:: WHAT YOU SHOULD DO ::
Run through the records and show each line that includes the string "this".

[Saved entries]

• • • •

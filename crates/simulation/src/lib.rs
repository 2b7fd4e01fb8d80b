//! Deterministic discrete-event simulation engine.
//!
//! Given the same seed and the same handlers, a batch produces identical
//! results every time, sequentially or in parallel.
//!
//! # Architecture
//!
//! ```text
//! ┌─────────────────────────────────────────────────────────┐
//! │                    RunController                        │
//! │   for each run: fresh SimulationState + derived seed    │
//! │                                                         │
//! │  ┌────────────────────────────────────────────────────┐ │
//! │  │     EventQueue (BTreeMap<EventKey, Event>)         │ │
//! │  │     Ordered by: time, then insertion sequence      │ │
//! │  └────────────────────────┬───────────────────────────┘ │
//! │                           │ pop earliest, advance Clock │
//! │                           ▼                             │
//! │  ┌────────────────────────────────────────────────────┐ │
//! │  │     Dispatcher → HandlerRegistry                   │ │
//! │  │     direct handler, else family handler            │ │
//! │  └────────────────────────┬───────────────────────────┘ │
//! │                           │                             │
//! │                           ▼                             │
//! │  ┌────────────────────────────────────────────────────┐ │
//! │  │     Handlers mutate the world, schedule events     │ │
//! │  └────────────────────────┬───────────────────────────┘ │
//! │                           ▼                             │
//! │        StopCondition: SIMULATION_END at the horizon     │
//! └─────────────────────────────────────────────────────────┘
//! ```
//!
//! Queueing networks get the arrival/processing pipeline for free through
//! [`families::install`] and the [`QueueNetwork`] trait.

mod dispatcher;
pub mod families;
mod observer;
mod registry;
mod runner;
mod state;
mod station;
mod stop;

pub use dispatcher::{Dispatcher, Outcome};
pub use families::{Delivery, NetworkState, OutcomeDecision, QueueNetwork};
pub use observer::{EventObserver, EventTrace, NoopObserver, TracingObserver};
pub use registry::{Classifier, Handler, HandlerRegistry};
pub use runner::{
    derive_run_seed, RunConfig, RunController, RunResult, RunStatus, Scenario, DEFAULT_MAX_STEPS,
};
pub use state::SimulationState;
pub use station::Station;
pub use stop::{StopCondition, StopReason};
//! Run termination.

use crate::dispatcher::Outcome;
use crate::state::SimulationState;
use netsim_core::{EngineError, EngineResult, EventKind, SimTime};
use serde::Serialize;
use tracing::debug;

/// Why a run ended normally.
#[derive(Debug, Clone, Copy, PartialEq, Eq, Serialize)]
pub enum StopReason {
    /// The queue ran out of events.
    Drained,
    /// SIMULATION_END was dispatched.
    EndOfSimulation,
}

/// Decides when a run is over and plants SIMULATION_END at the horizon.
#[derive(Debug, Clone, Copy, PartialEq, Eq)]
pub struct StopCondition {
    horizon: SimTime,
}

impl StopCondition {
    /// Fails with [`EngineError::InvalidHorizon`] for negative, NaN or
    /// infinite horizons.
    pub fn new(time_horizon: f64) -> EngineResult<Self> {
        let horizon = SimTime::new(time_horizon).ok_or(EngineError::InvalidHorizon(time_horizon))?;
        Ok(Self { horizon })
    }

    pub fn horizon(&self) -> SimTime {
        self.horizon
    }

    /// Whether the run ends after this outcome.
    pub fn should_stop(&self, outcome: &Outcome) -> Option<StopReason> {
        match outcome {
            Outcome::Drained => Some(StopReason::Drained),
            Outcome::Processed(record) if record.kind.is_simulation_end() => {
                Some(StopReason::EndOfSimulation)
            }
            Outcome::Processed(_) => None,
        }
    }

    /// Schedule SIMULATION_END once the horizon is reached.
    ///
    /// Called after every processed event:
    /// - clock at or past the horizon and nothing else pending at this
    ///   instant: end now, so every event of the horizon instant settles
    ///   first;
    /// - clock before the horizon and the next event lies beyond it: end
    ///   exactly at the horizon.
    ///
    /// An end event that is already scheduled makes this a no-op.
    pub fn enforce_horizon<W, P: Default>(
        &self,
        state: &mut SimulationState<W, P>,
    ) -> EngineResult<()> {
        if state.end_scheduled() {
            return Ok(());
        }

        let now = state.now();
        let next = state.peek_time();
        let end_at = if now >= self.horizon {
            (next != Some(now)).then_some(now)
        } else {
            next.filter(|next| *next > self.horizon).map(|_| self.horizon)
        };

        if let Some(time) = end_at {
            debug!(
                now = now.as_secs(),
                horizon = self.horizon.as_secs(),
                end = time.as_secs(),
                "Scheduling simulation end"
            );
            state.schedule(time, EventKind::SimulationEnd, P::default())?;
        }
        Ok(())
    }
}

• • • •

:: SOLUTION ::
    /// Whether the run ends after this outcome.
    /// - clock at or past the horizon and nothing else pending at this
    /// An end event that is already scheduled makes this a no-op.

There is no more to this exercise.